Segment Open

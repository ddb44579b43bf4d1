//! Closed sum type over every color model.

use std::fmt;

use chroma_primaries::{Profile, ProfileId};

use crate::{
    convert::RgbConvert, Cmy, Cmyk, ColorResult, GammaRgb, Gray, Hls, Hsv, Lab, LinearRgb, Xyz, Yuv,
};

/// Which model a [`Color`] holds.
#[derive(Debug, Clone, Copy, PartialEq, Eq, Hash)]
pub enum ColorKind {
    /// [`LinearRgb`]
    LinearRgb,
    /// [`GammaRgb`]
    GammaRgb,
    /// [`Cmy`]
    Cmy,
    /// [`Cmyk`]
    Cmyk,
    /// [`Hsv`]
    Hsv,
    /// [`Hls`]
    Hls,
    /// [`Yuv`]
    Yuv,
    /// [`Gray`]
    Gray,
    /// [`Xyz`]
    Xyz,
    /// [`Lab`]
    Lab,
}

impl ColorKind {
    /// Short display name.
    pub const fn name(self) -> &'static str {
        match self {
            Self::LinearRgb => "linear RGB",
            Self::GammaRgb => "gamma RGB",
            Self::Cmy => "CMY",
            Self::Cmyk => "CMYK",
            Self::Hsv => "HSV",
            Self::Hls => "HLS",
            Self::Yuv => "YUV",
            Self::Gray => "gray",
            Self::Xyz => "XYZ",
            Self::Lab => "CIELab",
        }
    }
}

impl fmt::Display for ColorKind {
    fn fmt(&self, f: &mut fmt::Formatter<'_>) -> fmt::Result {
        f.write_str(self.name())
    }
}

/// A color value in any supported model.
///
/// Every conversion goes through linear RGB. XYZ uses the Standard profile
/// (sRGB) unless a profile is passed explicitly; Lab decodes into sRGB D50.
///
/// # Example
///
/// ```rust
/// use chroma_color::{Color, Cmyk, LinearRgb};
///
/// let red = Color::from(LinearRgb::new(1.0, 0.0, 0.0));
/// let cmyk = red.to_cmyk()?;
/// assert_eq!(cmyk, Cmyk::new(0.0, 1.0, 1.0, 0.0));
/// # Ok::<(), chroma_color::ColorError>(())
/// ```
#[derive(Debug, Clone, Copy, PartialEq)]
#[cfg_attr(feature = "serde", derive(serde::Serialize, serde::Deserialize))]
pub enum Color {
    /// Linear-light RGB
    LinearRgb(LinearRgb),
    /// Gamma-encoded RGB
    GammaRgb(GammaRgb),
    /// Subtractive CMY
    Cmy(Cmy),
    /// Subtractive CMYK
    Cmyk(Cmyk),
    /// Hue, saturation, value
    Hsv(Hsv),
    /// Hue, lightness, saturation
    Hls(Hls),
    /// Luma plus color difference
    Yuv(Yuv),
    /// Gray level
    Gray(Gray),
    /// CIE XYZ
    Xyz(Xyz),
    /// CIE L*a*b*
    Lab(Lab),
}

impl Color {
    /// The model this value is in.
    pub const fn kind(&self) -> ColorKind {
        match self {
            Self::LinearRgb(_) => ColorKind::LinearRgb,
            Self::GammaRgb(_) => ColorKind::GammaRgb,
            Self::Cmy(_) => ColorKind::Cmy,
            Self::Cmyk(_) => ColorKind::Cmyk,
            Self::Hsv(_) => ColorKind::Hsv,
            Self::Hls(_) => ColorKind::Hls,
            Self::Yuv(_) => ColorKind::Yuv,
            Self::Gray(_) => ColorKind::Gray,
            Self::Xyz(_) => ColorKind::Xyz,
            Self::Lab(_) => ColorKind::Lab,
        }
    }

    /// Converts to linear RGB.
    pub fn to_linear_rgb(&self) -> ColorResult<LinearRgb> {
        match self {
            Self::LinearRgb(c) => c.to_linear_rgb(),
            Self::GammaRgb(c) => c.to_linear_rgb(),
            Self::Cmy(c) => c.to_linear_rgb(),
            Self::Cmyk(c) => c.to_linear_rgb(),
            Self::Hsv(c) => c.to_linear_rgb(),
            Self::Hls(c) => c.to_linear_rgb(),
            Self::Yuv(c) => c.to_linear_rgb(),
            Self::Gray(c) => c.to_linear_rgb(),
            Self::Xyz(c) => c.to_linear_rgb(),
            Self::Lab(c) => c.to_linear_rgb(),
        }
    }

    /// Converts to any model implementing [`RgbConvert`].
    ///
    /// ```rust
    /// use chroma_color::{Color, Hsv, LinearRgb};
    ///
    /// let hsv: Hsv = Color::from(LinearRgb::new(0.0, 0.0, 0.5)).convert()?;
    /// assert_eq!(hsv.v, 0.5);
    /// # Ok::<(), chroma_color::ColorError>(())
    /// ```
    pub fn convert<T: RgbConvert>(&self) -> ColorResult<T> {
        T::from_linear_rgb(&self.to_linear_rgb()?)
    }

    /// Converts to XYZ.
    ///
    /// XYZ and Lab values keep their own white; everything else is
    /// interpreted as linear RGB in `profile`.
    pub fn to_xyz(&self, profile: &Profile) -> ColorResult<Xyz> {
        match self {
            Self::Xyz(c) => Ok(*c),
            Self::Lab(c) => Ok(c.to_xyz()),
            other => other.to_linear_rgb()?.to_xyz(profile),
        }
    }

    /// Converts to CIELab relative to D50.
    pub fn to_lab(&self) -> ColorResult<Lab> {
        match self {
            Self::Lab(c) => Ok(c.to_d50()),
            Self::Xyz(c) => Ok(c.to_lab()),
            other => other.to_linear_rgb()?.to_lab(ProfileId::Standard.profile()),
        }
    }

    /// Converts to gamma-encoded RGB with the sRGB curve.
    pub fn to_gamma_rgb(&self) -> ColorResult<GammaRgb> {
        self.convert()
    }

    /// Converts to CMY.
    pub fn to_cmy(&self) -> ColorResult<Cmy> {
        self.convert()
    }

    /// Converts to CMYK.
    pub fn to_cmyk(&self) -> ColorResult<Cmyk> {
        match self {
            Self::Cmy(c) => Ok(c.to_cmyk()),
            other => other.convert(),
        }
    }

    /// Converts to HSV.
    pub fn to_hsv(&self) -> ColorResult<Hsv> {
        self.convert()
    }

    /// Converts to HLS.
    pub fn to_hls(&self) -> ColorResult<Hls> {
        self.convert()
    }

    /// Converts to YUV.
    pub fn to_yuv(&self) -> ColorResult<Yuv> {
        self.convert()
    }

    /// Converts to gray with Rec.601 weights.
    pub fn to_gray(&self) -> ColorResult<Gray> {
        self.convert()
    }
}

impl RgbConvert for Color {
    fn to_linear_rgb(&self) -> ColorResult<LinearRgb> {
        Color::to_linear_rgb(self)
    }

    fn from_linear_rgb(rgb: &LinearRgb) -> ColorResult<Self> {
        Ok(Self::LinearRgb(*rgb))
    }
}

macro_rules! impl_from {
    ($($variant:ident),+ $(,)?) => {$(
        impl From<$variant> for Color {
            fn from(c: $variant) -> Self {
                Self::$variant(c)
            }
        }
    )+};
}

impl_from!(LinearRgb, GammaRgb, Cmy, Cmyk, Hsv, Hls, Yuv, Gray, Xyz, Lab);
//! Error types for color conversions.
//!
//! Only profile matrix derivation can fail. Numeric domain problems
//! (fractional powers of negative channels, zero white components) are not
//! errors: they propagate as NaN or infinity, and round trips rely on that
//! staying consistent.

use chroma_primaries::PrimariesError;
use thiserror::Error;

/// Color conversion error.
#[derive(Debug, Clone, PartialEq, Error)]
pub enum ColorError {
    /// Profile matrix could not be derived (degenerate primaries).
    #[error(transparent)]
    Primaries(#[from] PrimariesError),
}

impl ColorError {
    /// True when the failure comes from linearly dependent primaries.
    pub fn is_degenerate_profile(&self) -> bool {
        matches!(self, Self::Primaries(PrimariesError::DegenerateProfile { .. }))
    }
}

/// Result type for color conversions.
pub type ColorResult<T> = Result<T, ColorError>;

Segment Closed

* WORK ORDER *
The lines above, from the first through the one containing "pub const fn kind(&self)", must be restated word for word, with nothing added.

* ANSWER SPACE *
repository ddb44579b43bf4d1
//! Closed sum type over every color model.

use std::fmt;

use chroma_primaries::{Profile, ProfileId};

use crate::{
    convert::RgbConvert, Cmy, Cmyk, ColorResult, GammaRgb, Gray, Hls, Hsv, Lab, LinearRgb, Xyz, Yuv,
};

/// Which model a [`Color`] holds.
#[derive(Debug, Clone, Copy, PartialEq, Eq, Hash)]
pub enum ColorKind {
    /// [`LinearRgb`]
    LinearRgb,
    /// [`GammaRgb`]
    GammaRgb,
    /// [`Cmy`]
    Cmy,
    /// [`Cmyk`]
    Cmyk,
    /// [`Hsv`]
    Hsv,
    /// [`Hls`]
    Hls,
    /// [`Yuv`]
    Yuv,
    /// [`Gray`]
    Gray,
    /// [`Xyz`]
    Xyz,
    /// [`Lab`]
    Lab,
}

impl ColorKind {
    /// Short display name.
    pub const fn name(self) -> &'static str {
        match self {
            Self::LinearRgb => "linear RGB",
            Self::GammaRgb => "gamma RGB",
            Self::Cmy => "CMY",
            Self::Cmyk => "CMYK",
            Self::Hsv => "HSV",
            Self::Hls => "HLS",
            Self::Yuv => "YUV",
            Self::Gray => "gray",
            Self::Xyz => "XYZ",
            Self::Lab => "CIELab",
        }
    }
}

impl fmt::Display for ColorKind {
    fn fmt(&self, f: &mut fmt::Formatter<'_>) -> fmt::Result {
        f.write_str(self.name())
    }
}

/// A color value in any supported model.
///
/// Every conversion goes through linear RGB. XYZ uses the Standard profile
/// (sRGB) unless a profile is passed explicitly; Lab decodes into sRGB D50.
///
/// # Example
///
/// ```rust
/// use chroma_color::{Color, Cmyk, LinearRgb};
///
/// let red = Color::from(LinearRgb::new(1.0, 0.0, 0.0));
/// let cmyk = red.to_cmyk()?;
/// assert_eq!(cmyk, Cmyk::new(0.0, 1.0, 1.0, 0.0));
/// # Ok::<(), chroma_color::ColorError>(())
/// ```
#[derive(Debug, Clone, Copy, PartialEq)]
#[cfg_attr(feature = "serde", derive(serde::Serialize, serde::Deserialize))]
pub enum Color {
    /// Linear-light RGB
    LinearRgb(LinearRgb),
    /// Gamma-encoded RGB
    GammaRgb(GammaRgb),
    /// Subtractive CMY
    Cmy(Cmy),
    /// Subtractive CMYK
    Cmyk(Cmyk),
    /// Hue, saturation, value
    Hsv(Hsv),
    /// Hue, lightness, saturation
    Hls(Hls),
    /// Luma plus color difference
    Yuv(Yuv),
    /// Gray level
    Gray(Gray),
    /// CIE XYZ
    Xyz(Xyz),
    /// CIE L*a*b*
    Lab(Lab),
}

impl Color {
    /// The model this value is in.
    pub const fn kind(&self) -> ColorKind {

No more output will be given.